= Buddy England =

British-born Australian singer-songwriter

Buddy England is a British-born Australian singer and songwriter.

==Career==
As a solo artist from 1963 to 1969, England released several singles on His Master's Voice, including "If You'll Stay", "Doll House", "There Goes My Baby", "Movin' Man", "Sunny", "I'm Going For You", and "If I Never Get To Love You". "Movin' Man" was used in an advertisement for Gilbey's gin.

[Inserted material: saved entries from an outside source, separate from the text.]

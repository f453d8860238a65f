//! YAML table configuration.
//!
//! A configuration file sets the border glyphs, a default body style, a header
//! style, and per-column overrides keyed by column name. Every section is
//! optional, and every style field falls back to its default.
//!
//! ```rust
//! use gridtable::{Align, TableConfig};
//!
//! let config = TableConfig::from_yaml(r#"
//! border:
//!   vertical_border: "│"
//!   horizontal_border: "─"
//!   corner: "┼"
//! header:
//!   align: center
//! columns:
//!   Age:
//!     align: right
//! "#).unwrap();
//!
//! assert_eq!(config.columns["Age"].align, Align::Right);
//! ```
//!
//! A column listed under `columns` takes that style in full; other columns
//! take `defaults` when present.

use serde::{Deserialize, Serialize};
use std::collections::BTreeMap;
use std::path::Path;

use crate::error::Result;
use crate::style::{ColumnStyle, TableStyle};

/// Table presentation loaded from configuration.
#[derive(Clone, Debug, Default, PartialEq, Eq, Serialize, Deserialize)]
#[serde(default)]
pub struct TableConfig {
    /// Border glyphs; the table keeps its current glyphs when absent.
    pub border: Option<TableStyle>,
    /// Body style for columns without their own entry.
    pub defaults: Option<ColumnStyle>,
    /// Style for the header row of every column.
    pub header: Option<ColumnStyle>,
    /// Body styles by column name.
    pub columns: BTreeMap<String, ColumnStyle>,
}

impl TableConfig {
    /// Parse a configuration from YAML text.
    pub fn from_yaml(yaml: &str) -> Result<Self> {
        Ok(serde_yaml::from_str(yaml)?)
    }

    /// Read and parse a YAML configuration file.
    pub fn from_file<P: AsRef<Path>>(path: P) -> Result<Self> {
        let content = std::fs::read_to_string(path.as_ref())?;
        log::debug!("loaded table configuration from {}", path.as_ref().display());
        Self::from_yaml(&content)
    }
}

#[cfg(test)]
mod tests {
    use super::*;
    use crate::error::TableError;
    use crate::style::{Align, VerticalAlign};
    use std::io::Write;

    #[test]
    fn empty_yaml_is_default() {
        let config = TableConfig::from_yaml("{}").unwrap();
        assert_eq!(config, TableConfig::default());
    }

    #[test]
    fn partial_border_keeps_other_glyphs() {
        let config = TableConfig::from_yaml("border:\n  corner: \"*\"\n").unwrap();
        let border = config.border.unwrap();
        assert_eq!(border.corner, "*");
        assert_eq!(border.vertical_border, "|");
        assert_eq!(border.horizontal_border, "-");
    }

    #[test]
    fn full_config() {
        let config = TableConfig::from_yaml(
            r#"
defaults:
  padding_left: 0
  padding_right: 0
header:
  align: center
  vertical_align: middle
columns:
  Notes:
    vertical_align: bottom
    padding_top: 1
"#,
        )
        .unwrap();

        assert_eq!(config.defaults.as_ref().map(|s| s.horizontal_padding()), Some(0));
        let header = config.header.unwrap();
        assert_eq!(header.align, Align::Center);
        assert_eq!(header.vertical_align, VerticalAlign::Middle);
        let notes = &config.columns["Notes"];
        assert_eq!(notes.vertical_align, VerticalAlign::Bottom);
        assert_eq!(notes.padding_top, 1);
    }

    #[test]
    fn invalid_alignment_is_config_error() {
        let err = TableConfig::from_yaml("header:\n  align: sideways\n").unwrap_err();
        assert!(matches!(err, TableError::Config(_)));
    }

    #[test]
    fn from_file_reads_yaml() {
        let mut file = tempfile::NamedTempFile::new().unwrap();
        writeln!(file, "columns:\n  Age:\n    align: right").unwrap();
        let config = TableConfig::from_file(file.path()).unwrap();
        assert_eq!(config.columns["Age"].align, Align::Right);
    }

    #[test]
    fn from_file_missing_is_io_error() {
        let dir = tempfile::tempdir().unwrap();
        let err = TableConfig::from_file(dir.path().join("missing.yaml")).unwrap_err();
        assert!(matches!(err, TableError::Io(_)));
    }
}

From 1967 to 1979, England returned to the UK and continued writing and recording for EMI at Abbey Road, releasing several singles, including "Forgive and Forget", "The Name of My Sorrow", "Wonderful World" and "In Need of a Friend". From 1970 to 1971, England owned and launched Air Records and produced all of its artists, including the Vibrants, Love Story, Tadpole, Mick Hamilton, the Tangerine Balloon and Tony Pantano.

England was a member of the Seekers in their new lineup from 1974 to 1981, replacing Bruce Woodley and recording their first album for Astor Records. He was also a member of the Mixtures from June 1969 to March 1970.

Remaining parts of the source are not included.